If You Cheat, Do You Tell? – Reasons For And Against Telling After Cheating

Reasons For And Against Telling After Cheating

Regardless of how you define cheating, if you are in a relationship and have done something that you yourself consider to be cheating, the question remains – do you tell?

The way that you, and the people you turn to for advice, answer this question depends on many things. The values you were raised with; your ethics related to relationships, honesty, and disclosure; your religious and/or cultural beliefs and understandings of not only how you should act in general, but what is expected of you in this particular situation – all of these things go into answering the question of whether you tell if you cheat.

With so many variables, the question of to tell or not tell can quickly become a conundrum that lasts for weeks, years, or even a lifetime. There may not be a right way to decide, but there is a wrong way, which is simply taking someone’s advice or answer and following it without thinking it through for yourself. No one can tell you the right way for you to respond, which isn’t to say that there won’t be plenty of people who want to tell you the right way to respond.

So instead of giving you yet another instruction on what to do if you cheat, below you’ll find some of the reasons people may choose to tell, and some reasons people may choose not to tell a partner that they have cheated. My hope is that these considerations will help you think it through for yourself and arrive at a decision that reflects your values, beliefs, and best intentions.

Reasons To Tell

If you’ve had an explicit conversation with your partner about what counts as cheating in your relationship, and your partner told you they want to know if you cheat, and you agreed to tell them, then there is a clear expectation and obligation to tell.

If you know that unless you tell, it will be difficult for you to move forward in the relationship, you may need to tell.

Wanting to make yourself feel better may not be a good reason to tell, but if you believe that keeping it to yourself will prevent you from being in the relationship and growing together as partners, you may have to tell.

If the activity that you consider cheating isn’t completely over, and if keeping it a secret is going to keep the activities going, and you want to stop, then telling your partner may be an important part of changing your behavior.
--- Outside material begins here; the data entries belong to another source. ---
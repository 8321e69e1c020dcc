// SPDX-License-Identifier: MIT
//
// Terminal control: raw mode, window size, and RAII cleanup.
//
// Safety: This module necessarily uses `unsafe` for termios (tcgetattr,
// tcsetattr), ioctl (TIOCGWINSZ), isatty, and raw fd writes. These are
// the standard POSIX interfaces for terminal control: there is no safe
// alternative. Each unsafe block is minimal.
#![allow(unsafe_code)]
//
// This module owns the terminal's raw state. `Terminal::enter` switches
// off echo, canonical input, signal keys, flow control and output
// post-processing, and arranges for reads to return after a tenth of a
// second even when no key was pressed. `Terminal::leave` (or drop) clears
// the screen and puts the original termios back.
//
// A panic hook writes a pre-built restore sequence directly to fd 1 and
// restores termios from a global backup, so a panic mid-frame still leaves
// the user with a working shell.

use std::io::{self, Write};
use std::sync::{Mutex, Once};

use crate::ansi;
use crate::reader::ByteSource;

// ─── Size ───────────────────────────────────────────────────────────────────

/// Terminal dimensions in character cells.
#[derive(Debug, Clone, Copy, PartialEq, Eq)]
pub struct Size {
    /// Number of columns (width in character cells).
    pub cols: u16,
    /// Number of rows (height in character cells).
    pub rows: u16,
}

// ─── Terminal Queries ───────────────────────────────────────────────────────

/// Query the current terminal size via `ioctl(TIOCGWINSZ)`.
///
/// Returns `None` if stdout is not a terminal or the query fails.
#[cfg(unix)]
#[must_use]
pub fn get_size() -> Option<Size> {
    let mut ws: libc::winsize = unsafe { std::mem::zeroed() };
    let result = unsafe { libc::ioctl(libc::STDOUT_FILENO, libc::TIOCGWINSZ, &mut ws) };

    if result == 0 && ws.ws_col > 0 && ws.ws_row > 0 {
        Some(Size {
            cols: ws.ws_col,
            rows: ws.ws_row,
        })
    } else {
        None
    }
}

#[cfg(not(unix))]
#[must_use]
pub fn get_size() -> Option<Size> {
    None
}

/// Check whether stdin is connected to a terminal (TTY).
#[cfg(unix)]
#[must_use]
pub fn is_tty() -> bool {
    unsafe { libc::isatty(libc::STDIN_FILENO) != 0 }
}

#[cfg(not(unix))]
#[must_use]
pub fn is_tty() -> bool {
    false
}

/// Longest cursor position report we are willing to read.
const REPORT_MAX: usize = 32;

/// Measure the window by moving the cursor to the far corner and asking
/// where it ended up.
///
/// This is the fallback when `TIOCGWINSZ` fails. It needs raw mode (the
/// reply must not be echoed or line-buffered), so call it after
/// [`Terminal::enter`].
///
/// # Errors
///
/// Returns an error if the probe cannot be written, the source fails, or
/// the terminal's reply is not a well-formed report.
pub fn probe_size(out: &mut impl Write, input: &mut impl ByteSource) -> io::Result<Size> {
    ansi::cursor_far_corner(out)?;
    ansi::query_cursor_position(out)?;
    out.flush()?;

    let mut report = Vec::with_capacity(REPORT_MAX);
    while report.len() < REPORT_MAX {
        match input.read_byte()? {
            Some(b'R') | None => break,
            Some(b) => report.push(b),
        }
    }

    parse_cursor_report(&report).ok_or_else(|| {
        io::Error::new(
            io::ErrorKind::InvalidData,
            "terminal did not answer the cursor position query",
        )
    })
}

/// Parse the body of a cursor position report: `ESC [ rows ; cols`
/// (the trailing `R` already stripped).
#[must_use]
pub fn parse_cursor_report(report: &[u8]) -> Option<Size> {
    let body = report.strip_prefix(b"\x1b[")?;
    let text = std::str::from_utf8(body).ok()?;
    let (rows, cols) = text.split_once(';')?;
    Some(Size {
        rows: rows.parse().ok()?,
        cols: cols.parse().ok()?,
    })
}

// ─── Panic-Safe Terminal Restore ────────────────────────────────────────────

/// Global backup of original termios for panic recovery.
///
/// The [`Terminal`] struct owns its own copy, but the panic hook can't
/// access it. This global backup (behind a [`Mutex`], not `static mut`)
/// lets the hook restore cooked mode without the struct.
#[cfg(unix)]
static TERMIOS_BACKUP: Mutex<Option<libc::termios>> = Mutex::new(None);

/// Restore termios from the global backup. Best-effort, ignores errors.
#[cfg(unix)]
fn restore_termios_from_backup() {
    if let Ok(guard) = TERMIOS_BACKUP.lock() {
        if let Some(ref original) = *guard {
            unsafe {
                let _ = libc::tcsetattr(libc::STDIN_FILENO, libc::TCSAFLUSH, original);
            }
        }
    }
}

/// Complete terminal restore sequence for emergency use.
///
/// Reset SGR attributes, show cursor, clear screen, home cursor.
const EMERGENCY_RESTORE: &[u8] = b"\x1b[0m\x1b[?25h\x1b[2J\x1b[H";

/// Panic hook guard: ensures the hook is installed at most once per process.
static PANIC_HOOK_INSTALLED: Once = Once::new();

/// Install a panic hook that restores the terminal before printing the error.
fn install_panic_hook() {
    PANIC_HOOK_INSTALLED.call_once(|| {
        let original = std::panic::take_hook();
        std::panic::set_hook(Box::new(move |info| {
            emergency_restore();

            #[cfg(unix)]
            restore_termios_from_backup();

            original(info);
        }));
    });
}

/// Write the restore sequence directly to stdout's file descriptor,
/// bypassing the stdout lock in case the panic happened while holding it.
fn emergency_restore() {
    #[cfg(unix)]
    unsafe {
        let _ = libc::write(
            libc::STDOUT_FILENO,
            EMERGENCY_RESTORE.as_ptr().cast::<libc::c_void>(),
            EMERGENCY_RESTORE.len(),
        );
    }

    #[cfg(not(unix))]
    {
        let _ = io::stdout().write_all(EMERGENCY_RESTORE);
        let _ = io::stdout().flush();
    }
}

// ─── Terminal ───────────────────────────────────────────────────────────────

/// Terminal handle with RAII cleanup.
///
/// Call [`enter`](Self::enter) to switch to raw mode. The terminal is
/// restored when the handle is dropped, even on panic.
///
/// # Example
///
/// ```no_run
/// use kedit_term::terminal::Terminal;
///
/// let mut term = Terminal::new();
/// term.enter()?;
/// // ... read keys, draw frames ...
/// // Terminal is restored automatically on drop.
/// # Ok::<(), std::io::Error>(())
/// ```
pub struct Terminal {
    /// Original termios saved before entering raw mode.
    #[cfg(unix)]
    original_termios: Option<libc::termios>,

    /// Whether raw mode is active.
    active: bool,
}

impl Terminal {
    /// Create a terminal handle. Does **not** enter raw mode.
    #[must_use]
    pub const fn new() -> Self {
        Self {
            #[cfg(unix)]
            original_termios: None,
            active: false,
        }
    }

    /// Whether raw mode is active.
    #[inline]
    #[must_use]
    pub const fn is_active(&self) -> bool {
        self.active
    }

    /// Enter raw mode.
    ///
    /// Idempotent: calling `enter()` while already active is a no-op.
    ///
    /// # Errors
    ///
    /// Returns an error if termios cannot be read or written.
    pub fn enter(&mut self) -> io::Result<()> {
        if self.active {
            return Ok(());
        }

        install_panic_hook();
        self.enable_raw_mode()?;

        self.active = true;
        Ok(())
    }

    /// Leave raw mode: clear the screen, home the cursor, restore termios.
    ///
    /// Idempotent: calling `leave()` while inactive is a no-op.
    ///
    /// # Errors
    ///
    /// Returns an error if terminal output or termios restore fails.
    pub fn leave(&mut self) -> io::Result<()> {
        if !self.active {
            return Ok(());
        }

        let stdout = io::stdout();
        let mut lock = stdout.lock();
        ansi::reset(&mut lock)?;
        ansi::cursor_show(&mut lock)?;
        ansi::clear_screen(&mut lock)?;
        ansi::cursor_home(&mut lock)?;
        lock.flush()?;
        drop(lock);

        self.disable_raw_mode()?;
        self.active = false;
        Ok(())
    }

    /// The usable window size, falling back to the cursor-report probe.
    ///
    /// # Errors
    ///
    /// Returns an error if neither `TIOCGWINSZ` nor the probe works.
    pub fn window_size(&self, input: &mut impl ByteSource) -> io::Result<Size> {
        if let Some(size) = get_size() {
            return Ok(size);
        }
        let stdout = io::stdout();
        let mut lock = stdout.lock();
        probe_size(&mut lock, input)
    }

    // ── Raw Mode (termios) ──────────────────────────────────────────

    #[cfg(unix)]
    fn enable_raw_mode(&mut self) -> io::Result<()> {
        use std::os::unix::io::AsRawFd;

        if !is_tty() {
            return Ok(());
        }

        let fd = io::stdin().as_raw_fd();

        unsafe {
            let mut termios: libc::termios = std::mem::zeroed();
            if libc::tcgetattr(fd, &raw mut termios) != 0 {
                return Err(io::Error::last_os_error());
            }

            self.original_termios = Some(termios);
            if let Ok(mut guard) = TERMIOS_BACKUP.lock() {
                *guard = Some(termios);
            }

            // Ctrl-S/Ctrl-Q flow control, CR→NL translation, parity, 8th-bit strip.
            termios.c_iflag &=
                !(libc::BRKINT | libc::ICRNL | libc::INPCK | libc::ISTRIP | libc::IXON);
            termios.c_oflag &= !libc::OPOST;
            termios.c_cflag |= libc::CS8;
            // Echo, line buffering, Ctrl-V, Ctrl-C/Ctrl-Z signals.
            termios.c_lflag &= !(libc::ECHO | libc::ICANON | libc::IEXTEN | libc::ISIG);

            // VMIN=0, VTIME=1: read() returns after 100ms even with no input.
            termios.c_cc[libc::VMIN] = 0;
            termios.c_cc[libc::VTIME] = 1;

            if libc::tcsetattr(fd, libc::TCSAFLUSH, &raw const termios) != 0 {
                return Err(io::Error::last_os_error());
            }
        }

        Ok(())
    }

    #[cfg(not(unix))]
    fn enable_raw_mode(&mut self) -> io::Result<()> {
        Ok(())
    }

    #[cfg(unix)]
    fn disable_raw_mode(&mut self) -> io::Result<()> {
        if let Some(ref original) = self.original_termios {
            use std::os::unix::io::AsRawFd;
            let fd = io::stdin().as_raw_fd();

            unsafe {
                if libc::tcsetattr(fd, libc::TCSAFLUSH, original) != 0 {
                    return Err(io::Error::last_os_error());
                }
            }

            if let Ok(mut guard) = TERMIOS_BACKUP.lock() {
                *guard = None;
            }

            self.original_termios = None;
        }

        Ok(())
    }

    #[cfg(not(unix))]
    fn disable_raw_mode(&mut self) -> io::Result<()> {
        Ok(())
    }
}

impl Default for Terminal {
    fn default() -> Self {
        Self::new()
    }
}

impl Drop for Terminal {
    fn drop(&mut self) {
        if self.active {
            let _ = self.leave();
        }
    }
}

// ─── Tests ───────────────────────────────────────────────────────────────────

#[cfg(test)]
mod tests {
    use super::*;
    use std::collections::VecDeque;

    // ── Cursor report parsing ───────────────────────────────────────

    #[test]
    fn parse_report_basic() {
        assert_eq!(
            parse_cursor_report(b"\x1b[24;80"),
            Some(Size { cols: 80, rows: 24 })
        );
    }

    #[test]
    fn parse_report_rejects_missing_prefix() {
        assert_eq!(parse_cursor_report(b"24;80"), None);
    }

    #[test]
    fn parse_report_rejects_missing_separator() {
        assert_eq!(parse_cursor_report(b"\x1b[2480"), None);
    }

    #[test]
    fn parse_report_rejects_garbage_numbers() {
        assert_eq!(parse_cursor_report(b"\x1b[a;b"), None);
        assert_eq!(parse_cursor_report(b"\x1b[;80"), None);
    }

    // ── Probe ───────────────────────────────────────────────────────

    #[test]
    fn probe_writes_queries_and_parses_reply() {
        let mut out = Vec::new();
        let mut reply: VecDeque<u8> = b"\x1b[50;132R".iter().copied().collect();
        let size = probe_size(&mut out, &mut reply).unwrap();
        assert_eq!(size, Size { cols: 132, rows: 50 });
        assert_eq!(out, b"\x1b[999C\x1b[999B\x1b[6n");
    }

    #[test]
    fn probe_without_reply_is_an_error() {
        let mut out = Vec::new();
        let mut reply: VecDeque<u8> = VecDeque::new();
        let err = probe_size(&mut out, &mut reply).unwrap_err();
        assert_eq!(err.kind(), io::ErrorKind::InvalidData);
    }

    // ── Emergency restore sequence ──────────────────────────────────

    #[test]
    fn emergency_restore_shows_cursor_and_clears() {
        let s = std::str::from_utf8(EMERGENCY_RESTORE).unwrap();
        assert!(s.contains("\x1b[?25h"), "must show cursor");
        assert!(s.contains("\x1b[0m"), "must reset SGR attributes");
        assert!(s.ends_with("\x1b[2J\x1b[H"), "must leave a clean screen");
    }

    // ── Terminal struct ─────────────────────────────────────────────

    #[test]
    fn get_size_does_not_panic() {
        let _ = get_size();
    }

    #[test]
    fn terminal_new_is_inactive() {
        let term = Terminal::new();
        assert!(!term.is_active());
    }

    #[test]
    fn terminal_leave_without_enter() {
        let mut term = Terminal::new();
        term.leave().unwrap();
        assert!(!term.is_active());
    }

    #[test]
    fn terminal_drop_without_enter() {
        let term = Terminal::new();
        drop(term);
    }
}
If you have engaged in activities that now make sex with your partner risky, and you are not able to reduce the risk back to the same level it was at prior to your “cheating“, then many people would say you have an obligation to tell.

Acting against a commitment you made is always, in part, a selfish act. And for this reason, telling your partner just to make yourself feel better can be more selfish than selfless. But if keeping it to yourself is causing severe and prolonged distress, and is a threat to your mental, emotional, or physical health, then telling could be necessary.

Finally, many people would say that if your partner is going to find out some other way about the thing you’ve done that you call cheating, you should tell them first. This includes a situation where you have done something with a friend, family member, or co-worker of your partner. Or if you know that the person (or people) you were with when you did what you’re calling cheating, are going to talk about it publicly (which DOES include blogs and social networks). In most cases, no matter how painful it may be to find out about it, it is better to find out about it directly.

Of course, if you choose to tell, it behooves you to spend some time thinking about the best way to tell that you cheated.

Reasons To Not Tell

If you’ve never had a conversation with your partner about what constitutes cheating, you need to ask yourself whether what you’ve done is something that you need to disclose. Ideas about compulsory monogamy lead many of us to assume that we know where monogamy ends and infidelity begins, but the truth is that most of us don’t know what others think of these issues, and you may be surprised by where your and/or your partner’s lines are drawn.

You need to ask yourself why you are going to tell. If what happened was something that happened once, that you have no intention of doing again, and that isn’t going to create drama in your life or relationship, then why are you telling your partner about it? In some cases, the reason people tell is to make themselves feel better, to absolve guilt, to ask for forgiveness. But ask yourself whether that is a fair position to put your partner in, given that you have already acted selfishly. Put bluntly, there may be some situations where telling is worse than not telling.

For some people, regardless of how good a relationship is, regardless of whether there are children in the picture, and how it may affect surrounding family members and friends, anything that seems like a betrayal is a betrayal and must mean the end of the relationship. It may be that neither of you want the relationship to end, but if you tell, it will necessarily mean the end of the relationship. Fair or not, this decision is up to you, and not telling may prevent a greater pain and heartache. Of course, you need to be able to live with this responsibility and your decision.

Finally, despite the media and pop psychology drama that is always attached to the idea of cheating, for some people what gets called cheating actually feels relatively insignificant. It doesn’t involve a deep emotional connection, it may have happened once, it may be something you have no interest in doing again. If this is the case, not telling may make as much sense as not disclosing that you lied about a book you read, or that you lied on a tax form.

The Bottom Line

If the above points seem shallow or callous, they may not be for you. The truth is that cheating is rarely defined the exact same way by any two people, and you may have done something your partner considers cheating without even knowing it, and without ever telling. And then you may do something you think is cheating, that your partner would rather not even know about. This makes the idea of finding the “right” answer an impossibility. Instead, it’s about finding an answer that allows you to move forward in a way that minimizes pain and encourages growth. What that will look like depends entirely on you and your relationship partner or partners.